Fig. 3: Absorptive lymphatic partitioning of LP-182 involves association with lipoproteins.
From: A lymphatic-absorbed multi-targeted kinase inhibitor for myelofibrosis therapy
a Concentration of LP-182 in blood and mesenteric lymph nodes from mice 30 min following oral administration at the indicated doses. Data represent the mean ± s.e.m., n = 4 animals per dose. Statistical significance determined using multiple unpaired t-test corrected with Holm-Šidák multiple comparisons test (100 mg kg−1, p = 0.039; 200 mg kg−1, p = 0.034; 400 mg kg−1, p = 0.000094; 600 mg kg−1, p = 0.029; 800 mg kg−1, p = 0.043; 1000 mg kg−1, p = 0.036). b Concentration of LP-527, PD0316684, and LP-182 in blood and mesenteric lymph nodes from mice 4 h following oral administration at 100 mg kg−1. Data represent the mean ± s.e.m., LP-527 (n = 9), PD0316684 (n = 10), and LP-182 (n = 9) animals per group. c Enterocyte schematic showing possible routes of drug access into the blood and intestinal lymphatics in an anesthetized rat mesenteric lymph cannulation model8,37. d Kinetic profiles of LP-182 in lymphatic fluid from anesthetized rats following 1 h intra-duodenal infusion at 50 mg kg−1. Data represent the mean ± s.e.m., n = 7 animals per time point.
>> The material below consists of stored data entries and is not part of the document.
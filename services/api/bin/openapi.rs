use booktutor_api::router::ApiDoc;
use utoipa::OpenApi;

/// Generates the OpenAPI specification and writes it to a file.
fn generate_spec(
    api_doc: utoipa::openapi::OpenApi,
    path: &str,
) -> Result<(), Box<dyn std::error::Error>> {
    let spec_json = api_doc.to_pretty_json()?;
    std::fs::write(path, spec_json)?;
    println!("OpenAPI document written to {}", path);
    Ok(())
}

fn main() -> Result<(), Box<dyn std::error::Error>> {
    let path = std::env::args()
        .nth(1)
        .unwrap_or_else(|| "openapi.json".to_string());
    generate_spec(ApiDoc::openapi(), &path)?;
    Ok(())
}
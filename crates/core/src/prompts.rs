//! Prompt Templates
//!
//! Each agent builds its generation request from a system template and a user
//! template. The defaults are the Markdown files under `prompts/`, compiled
//! into the binary. A directory of `*.md` files can override any of them by
//! file stem (e.g. `quiz.md` replaces the quiz user template).
//!
//! Templates use `{name}` placeholders: `{book}`, `{author}`, `{section}`,
//! `{topic}`, `{context}` and `{query}`.

use anyhow::{Context, Result};
use std::path::Path;
use tracing::{info, warn};

#[derive(Debug, Clone, PartialEq)]
pub struct Prompts {
    pub tutor_system: String,
    pub tutor: String,
    pub search_system: String,
    pub search: String,
    pub quiz_system: String,
    pub quiz: String,
}

impl Default for Prompts {
    fn default() -> Self {
        Self {
            tutor_system: include_str!("../prompts/tutor_system.md").to_string(),
            tutor: include_str!("../prompts/tutor.md").to_string(),
            search_system: include_str!("../prompts/search_system.md").to_string(),
            search: include_str!("../prompts/search.md").to_string(),
            quiz_system: include_str!("../prompts/quiz_system.md").to_string(),
            quiz: include_str!("../prompts/quiz.md").to_string(),
        }
    }
}

impl Prompts {
    /// Starts from the built-in templates and replaces every one that has a
    /// matching `<stem>.md` file in `dir`.
    pub fn with_overrides(dir: &Path) -> Result<Self> {
        let mut prompts = Self::default();
        let entries = std::fs::read_dir(dir)
            .with_context(|| format!("Failed to read prompts directory {}", dir.display()))?;

        for entry in entries {
            let path = entry?.path();
            if !path.is_file() || path.extension().and_then(|s| s.to_str()) != Some("md") {
                continue;
            }
            let stem = path
                .file_stem()
                .and_then(|s| s.to_str())
                .context("Could not get file stem")?
                .to_string();
            let content = std::fs::read_to_string(&path)
                .with_context(|| format!("Failed to read prompt {}", path.display()))?;

            let slot = match stem.as_str() {
                "tutor_system" => &mut prompts.tutor_system,
                "tutor" => &mut prompts.tutor,
                "search_system" => &mut prompts.search_system,
                "search" => &mut prompts.search,
                "quiz_system" => &mut prompts.quiz_system,
                "quiz" => &mut prompts.quiz,
                _ => {
                    warn!(file = %path.display(), "Ignoring unknown prompt template");
                    continue;
                }
            };
            info!(prompt = %stem, "Loaded prompt override");
            *slot = content;
        }

        Ok(prompts)
    }
}

/// Substitutes `{name}` placeholders in a single pass.
///
/// Substituted values are not scanned again, so a query containing
/// `{context}` stays literal. Unknown placeholders are left as written.
pub fn render(template: &str, vars: &[(&str, &str)]) -> String {
    let mut out = String::with_capacity(template.len());
    let mut rest = template;

    while let Some(open) = rest.find('{') {
        out.push_str(&rest[..open]);
        let after = &rest[open + 1..];
        let replaced = after.find('}').and_then(|close| {
            let name = &after[..close];
            vars.iter()
                .find(|(key, _)| *key == name)
                .map(|(_, value)| (*value, close))
        });
        match replaced {
            Some((value, close)) => {
                out.push_str(value);
                rest = &after[close + 1..];
            }
            None => {
                out.push('{');
                rest = after;
            }
        }
    }
    out.push_str(rest);
    out.trim_end().to_string()
}
use booktutor_core::config::{ConfigError, TutorConfig};
use std::net::SocketAddr;

/// Holds all configuration loaded from the environment at startup.
#[derive(Clone, Debug)]
pub struct Config {
    pub bind_address: SocketAddr,
    pub tutor: TutorConfig,
}

impl Config {
    /// Loads configuration from environment variables.
    pub fn from_env() -> Result<Self, ConfigError> {
        let tutor = TutorConfig::from_env()?;

        let bind_address_str =
            std::env::var("BIND_ADDRESS").unwrap_or_else(|_| "0.0.0.0:3000".to_string());
        let bind_address = bind_address_str
            .parse::<SocketAddr>()
            .map_err(|e| ConfigError::InvalidValue("BIND_ADDRESS".to_string(), e.to_string()))?;

        Ok(Self {
            bind_address,
            tutor,
        })
    }
}

#[cfg(test)]
mod tests {
    use super::*;
    use booktutor_core::config::Provider;
    use serial_test::serial;
    use std::{env, fs};

    fn clear_env_vars() {
        unsafe {
            env::remove_var("BIND_ADDRESS");
            env::remove_var("LLM_PROVIDER");
            env::remove_var("GROQ_API_KEY");
            env::remove_var("CHAT_MODEL");
            env::remove_var("RUST_LOG");
            env::remove_var("QDRANT_URL");
        }
    }

    #[test]
    #[serial]
    fn test_config_from_env_default_bind_address() {
        clear_env_vars();
        unsafe {
            env::set_var("GROQ_API_KEY", "test-groq-key");
        }

        let config = Config::from_env().expect("Config should load successfully");

        assert_eq!(config.bind_address.to_string(), "0.0.0.0:3000");
        assert_eq!(config.tutor.provider, Provider::Groq);
    }

    #[test]
    #[serial]
    fn test_config_custom_bind_address() {
        clear_env_vars();
        unsafe {
            env::set_var("GROQ_API_KEY", "test-groq-key");
            env::set_var("BIND_ADDRESS", "127.0.0.1:8080");
        }

        let config = Config::from_env().expect("Config should load successfully");
        assert_eq!(config.bind_address.to_string(), "127.0.0.1:8080");
    }

    #[test]
    #[serial]
    fn test_config_invalid_bind_address() {
        clear_env_vars();
        unsafe {
            env::set_var("BIND_ADDRESS", "not-a-valid-address");
            env::set_var("GROQ_API_KEY", "test-groq-key");
        }

        let err = Config::from_env().unwrap_err();
        match err {
            ConfigError::InvalidValue(var, _) => assert_eq!(var, "BIND_ADDRESS"),
            _ => panic!("Expected InvalidValue for BIND_ADDRESS"),
        }
    }

    #[test]
    #[serial]
    fn test_config_missing_groq_key() {
        clear_env_vars();

        let err = Config::from_env().unwrap_err();
        match err {
            ConfigError::MissingVar(msg) => assert!(msg.contains("GROQ_API_KEY")),
            _ => panic!("Expected MissingVar for GROQ_API_KEY"),
        }
    }

    #[test]
    #[serial]
    fn test_config_ignores_dotenv_in_working_directory() {
        clear_env_vars();
        let dir = tempfile::tempdir().unwrap();
        fs::write(dir.path().join(".env"), "GROQ_API_KEY=from-dotenv\n").unwrap();
        let previous = env::current_dir().unwrap();
        env::set_current_dir(dir.path()).unwrap();

        let result = Config::from_env();
        env::set_current_dir(previous).unwrap();

        match result {
            Err(ConfigError::MissingVar(msg)) => assert!(msg.contains("GROQ_API_KEY")),
            _ => panic!("Expected MissingVar, the .env file must not be read"),
        }
    }
}
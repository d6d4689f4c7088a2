//! Orchestrator Agent
//!
//! The single entry point for a tutoring turn. It classifies the query,
//! routes it to exactly one specialized agent, and returns that agent's
//! response together with the combined activity log of the whole turn.

use super::{
    AgentContext, AgentReply, quiz::QuizAgent, search::SearchAgent, tutor::TutorAgent,
};
use crate::{
    activity::{ActivityLog, ActivityLogEntry, AgentKind, preview},
    error::GenerationError,
    intent::Intent,
    session::SessionState,
};
use tracing::instrument;

/// The outcome of one orchestrated turn.
#[derive(Debug, Clone, PartialEq)]
pub struct Reply {
    /// The handling agent's response, unmodified.
    pub response: String,
    pub intent: Intent,
    /// Orchestrator entries followed by the handling agent's entries.
    pub log: Vec<ActivityLogEntry>,
    /// The caller's session after this turn; store it for the next one.
    pub session: SessionState,
}

/// Routes user queries to the tutor, search, or quiz agent.
///
/// The orchestrator holds no per-user state. Everything that has to survive
/// between turns travels in the [`SessionState`] passed to [`process`].
///
/// [`process`]: Orchestrator::process
pub struct Orchestrator {
    tutor: TutorAgent,
    search: SearchAgent,
    quiz: QuizAgent,
}

impl Orchestrator {
    pub fn new(ctx: AgentContext) -> Self {
        Self {
            tutor: TutorAgent::new(ctx.clone()),
            search: SearchAgent::new(ctx.clone()),
            quiz: QuizAgent::new(ctx),
        }
    }

    /// Serves one user turn.
    ///
    /// Generation failures from the handling agent are returned as-is; the
    /// session the caller passed in remains the valid one in that case.
    #[instrument(skip(self, session))]
    pub async fn process(
        &self,
        query: &str,
        session: &SessionState,
    ) -> Result<Reply, GenerationError> {
        let mut log = ActivityLog::new(AgentKind::Orchestrator);
        log.record(format!("Analyzing query: {}", preview(query, 50)));

        let intent = Intent::classify(query);
        log.record(format!("Classified intent: {}", intent));

        let mut session = session.clone();
        let reply = match intent {
            Intent::Teach => {
                log.record("Routing to Tutor Agent");
                let outcome = self.tutor.teach(query, session.teaching).await?;
                session.teaching = outcome.progress;
                outcome.reply
            }
            Intent::Search => {
                log.record("Routing to Search Agent");
                self.search.semantic_search(query).await?
            }
            Intent::Quiz => {
                log.record("Routing to Quiz Agent");
                self.quiz.generate_quiz(query).await?
            }
        };

        let AgentReply {
            response,
            log: agent_log,
        } = reply;
        log.extend(agent_log);

        Ok(Reply {
            response,
            intent,
            log: log.into_entries(),
            session,
        })
    }
}
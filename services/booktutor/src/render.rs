//! Terminal rendering of tutor replies.

use booktutor_core::{Reply, activity::ActivityLogEntry, retrieval::CollectionStats};
use std::fmt::Write;

pub fn log_line(entry: &ActivityLogEntry) -> String {
    let mut line = format!("[{}] {}: {}", entry.timestamp, entry.agent, entry.action);
    if let Some(query) = &entry.qdrant_query {
        let _ = write!(line, " (query: {})", query);
    }
    line
}

/// The response, preceded by the activity log when `show_log` is set.
pub fn reply(reply: &Reply, show_log: bool) -> String {
    let mut out = String::new();
    if show_log {
        out.push_str("--- activity ---\n");
        for entry in &reply.log {
            out.push_str(&log_line(entry));
            out.push('\n');
        }
        out.push_str("----------------\n");
    }
    out.push_str(&reply.response);
    out
}

pub fn stats(book: &str, stats: &CollectionStats) -> String {
    let source = if stats.live {
        "Qdrant collection"
    } else {
        "built-in passages"
    };
    let vectors = stats
        .vectors_count
        .map(|v| v.to_string())
        .unwrap_or_else(|| "unknown".to_string());
    format!(
        "Book: {}\nSource: {}\nPoints: {}\nVectors: {}",
        book, source, stats.points_count, vectors
    )
}
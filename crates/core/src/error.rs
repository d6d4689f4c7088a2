use async_openai::error::OpenAIError;

/// Failure reasons reported by the generation collaborator.
///
/// Agents never catch these; they travel unchanged through the orchestrator
/// to whichever surface started the turn.
#[derive(Debug, thiserror::Error)]
pub enum GenerationError {
    /// The request could not be built, sent, or was rejected by the provider
    /// (auth, quota, network).
    #[error("LLM provider error: {0}")]
    Provider(#[from] OpenAIError),
    /// The provider answered without any text content.
    #[error("LLM response had no text content")]
    EmptyResponse,
}
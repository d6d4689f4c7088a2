//! Tutoring Agents
//!
//! Three specialized agents share the same shape: look up passages, build a
//! prompt around them, ask the model, and format the answer. The
//! [`orchestrator::Orchestrator`] decides which one serves a query.
//!
//! - `tutor`: walks through the book section by section.
//! - `search`: answers free-form questions from the best matching passages.
//! - `quiz`: writes a multiple-choice quiz on a random topic.

pub mod orchestrator;
pub mod quiz;
pub mod search;
pub mod tutor;

use crate::{
    activity::ActivityLogEntry,
    book::BookProfile,
    llm_client::{GenerationParams, LLMClient},
    prompts::Prompts,
    retrieval::Retriever,
};
use std::sync::Arc;

/// Collaborators and settings shared by every agent.
#[derive(Clone)]
pub struct AgentContext {
    pub retriever: Arc<dyn Retriever>,
    pub llm: Arc<dyn LLMClient>,
    pub book: Arc<BookProfile>,
    pub prompts: Arc<Prompts>,
    pub model: String,
}

impl AgentContext {
    pub(crate) fn params(&self, temperature: f32, max_tokens: u32) -> GenerationParams {
        GenerationParams {
            model: self.model.clone(),
            temperature,
            max_tokens,
        }
    }

    /// Placeholder values common to every template.
    pub(crate) fn book_vars(&self) -> [(&str, &str); 2] {
        [
            ("book", self.book.title.as_str()),
            ("author", self.book.author.as_str()),
        ]
    }
}

/// What an agent hands back to the orchestrator.
#[derive(Debug, Clone, PartialEq)]
pub struct AgentReply {
    pub response: String,
    pub log: Vec<ActivityLogEntry>,
}
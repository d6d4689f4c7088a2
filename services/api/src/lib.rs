//! Book Tutor API Library Crate
//!
//! This library contains the web service around the tutoring core: the
//! application state, the in-memory session store, API handlers and routing.
//! The `api` binary is a thin wrapper around this library.

pub mod config;
pub mod handlers;
pub mod models;
pub mod router;
pub mod state;
pub mod store;
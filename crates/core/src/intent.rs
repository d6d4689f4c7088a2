//! Intent Classification
//!
//! Maps raw query text to the agent that should handle it. The rules are a
//! fixed priority list of keyword tables: quiz, then teach, then search, with
//! search as the fallback for anything else.

use serde::{Deserialize, Serialize};
use std::fmt;

const QUIZ_KEYWORDS: &[&str] = &[
    "quiz",
    "test",
    "question",
    "assess",
    "check my",
    "evaluate",
    "challenge",
    "exercise",
];

const TEACH_KEYWORDS: &[&str] = &[
    "teach",
    "explain",
    "lesson",
    "start",
    "begin",
    "chapter",
    "tell me about",
    "walk me through",
    "introduce",
    "overview",
];

const SEARCH_KEYWORDS: &[&str] = &[
    "what",
    "how",
    "why",
    "when",
    "where",
    "find",
    "search",
    "does the book say",
    "according to",
    "mentions",
];

/// The classified purpose of a user query.
#[derive(Debug, Clone, Copy, PartialEq, Eq, Hash, Serialize, Deserialize)]
#[serde(rename_all = "lowercase")]
pub enum Intent {
    Teach,
    Search,
    Quiz,
}

impl Intent {
    /// Classifies a query by case-insensitive substring match.
    ///
    /// The first matching table wins, so a query mentioning both a quiz and a
    /// lesson is a quiz. Queries matching nothing are searches.
    pub fn classify(query: &str) -> Self {
        let query = query.to_lowercase();
        let matches = |keywords: &[&str]| keywords.iter().any(|k| query.contains(k));

        if matches(QUIZ_KEYWORDS) {
            Intent::Quiz
        } else if matches(TEACH_KEYWORDS) {
            Intent::Teach
        } else if matches(SEARCH_KEYWORDS) {
            Intent::Search
        } else {
            Intent::Search
        }
    }
}

impl fmt::Display for Intent {
    fn fmt(&self, f: &mut fmt::Formatter<'_>) -> fmt::Result {
        match self {
            Intent::Teach => write!(f, "teach"),
            Intent::Search => write!(f, "search"),
            Intent::Quiz => write!(f, "quiz"),
        }
    }
}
Source data are provided as a Source Data file. e Relative percent of total LP-182 measured within chylomicron, very low-density lipoprotein (VLDL), and low-density lipoprotein/high-density lipoprotein (LDL/HDL) fractions upon separation of pooled time course lymphatic fluid by ultracentrifugation from anesthetized rats following 1 h intra-duodenal infusion of LP-182 at 50 mg kg−1. Data represent the mean ± s.e.m., n = 3 animals.